- **Provided data**

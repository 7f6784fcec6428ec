//! Kani Arbitrary implementations and proof harnesses for property verification.
//!
//! # Usage
//!
//! Kani is not a Cargo dependency. Install and run with:
//!
//! ```bash
//! cargo install --locked kani-verifier
//! cargo kani setup
//! cargo kani --features kani
//! ```
//!
//! This module is only compiled when using Kani (`#[cfg(kani)]`).

use crate::{ExactMatcher, Field, FieldSet, PostCodeRange};

impl kani::Arbitrary for Field {
    fn any() -> Self {
        let idx: usize = kani::any();
        Field::ALL[idx % Field::ALL.len()]
    }
}

impl kani::Arbitrary for FieldSet {
    fn any() -> Self {
        Field::ALL.into_iter().filter(|_| kani::any()).collect()
    }
}

impl kani::Arbitrary for PostCodeRange {
    fn any() -> Self {
        PostCodeRange::new(kani::any(), kani::any())
    }
}

// ============================================================================
// Proof Harnesses
// ============================================================================

/// Inserting a field makes it a member and never removes another.
#[kani::proof]
#[kani::unwind(10)]
fn proof_field_set_insert() {
    let set: FieldSet = kani::any();
    let field: Field = kani::any();
    let other: Field = kani::any();

    let grown = set.with(field);
    assert!(grown.contains(field));
    if set.contains(other) {
        assert!(grown.contains(other));
    }
    assert!(grown.len() >= set.len());
}

/// `len` agrees with the iterator.
#[kani::proof]
#[kani::unwind(10)]
fn proof_field_set_len_matches_iter() {
    let set: FieldSet = kani::any();
    assert_eq!(set.len(), set.iter().count());
    assert_eq!(set.is_empty(), set.len() == 0);
}

/// A range contains exactly the values between its bounds.
#[kani::proof]
fn proof_range_contains_bounds() {
    let range: PostCodeRange = kani::any();
    let value: i64 = kani::any();

    if range.contains(value) {
        assert!(range.start() <= value && value <= range.end());
    }
    if range.start() <= range.end() {
        assert!(range.contains(range.start()));
        assert!(range.contains(range.end()));
    }
}

/// A range matcher never accepts a number outside its range.
#[kani::proof]
#[kani::unwind(4)]
fn proof_exact_matcher_range() {
    let range: PostCodeRange = kani::any();
    let value: u16 = kani::any();
    let matcher = ExactMatcher::new().with_range(range);

    let accepted = matcher.matches(&value.to_string());
    assert_eq!(accepted, range.contains(i64::from(value)));
}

- **Work request**
All of the entries above need to be reproduced exactly.

- **Answer to this task**
repository 7f6784fcec6428ec
//! Kani Arbitrary implementations and proof harnesses for property verification.
//!
//! # Usage
//!
//! Kani is not a Cargo dependency. Install and run with:
//!
//! ```bash
//! cargo install --locked kani-verifier
//! cargo kani setup
//! cargo kani --features kani
//! ```
//!
//! This module is only compiled when using Kani (`#[cfg(kani)]`).

use crate::{ExactMatcher, Field, FieldSet, PostCodeRange};

impl kani::Arbitrary for Field {
    fn any() -> Self {
        let idx: usize = kani::any();
        Field::ALL[idx % Field::ALL.len()]
    }
}

impl kani::Arbitrary for FieldSet {
    fn any() -> Self {
        Field::ALL.into_iter().filter(|_| kani::any()).collect()
    }
}

impl kani::Arbitrary for PostCodeRange {
    fn any() -> Self {
        PostCodeRange::new(kani::any(), kani::any())
    }
}

// ============================================================================
// Proof Harnesses
// ============================================================================

/// Inserting a field makes it a member and never removes another.
#[kani::proof]
#[kani::unwind(10)]
fn proof_field_set_insert() {
    let set: FieldSet = kani::any();
    let field: Field = kani::any();
    let other: Field = kani::any();

    let grown = set.with(field);
    assert!(grown.contains(field));
    if set.contains(other) {
        assert!(grown.contains(other));
    }
    assert!(grown.len() >= set.len());
}

/// `len` agrees with the iterator.
#[kani::proof]
#[kani::unwind(10)]
fn proof_field_set_len_matches_iter() {
    let set: FieldSet = kani::any();
    assert_eq!(set.len(), set.iter().count());
    assert_eq!(set.is_empty(), set.len() == 0);
}

/// A range contains exactly the values between its bounds.
#[kani::proof]
fn proof_range_contains_bounds() {
    let range: PostCodeRange = kani::any();
    let value: i64 = kani::any();

    if range.contains(value) {
        assert!(range.start() <= value && value <= range.end());
    }
    if range.start() <= range.end() {
        assert!(range.contains(range.start()));
        assert!(range.contains(range.end()));
    }
}

/// A range matcher never accepts a number outside its range.
#[kani::proof]
#[kani::unwind(4)]
fn proof_exact_matcher_range() {
    let range: PostCodeRange = kani::any();
    let value: u16 = kani::any();
    let matcher = ExactMatcher::new().with_range(range);

    let accepted = matcher.matches(&value.to_string());
    assert_eq!(accepted, range.contains(i64::from(value)));
}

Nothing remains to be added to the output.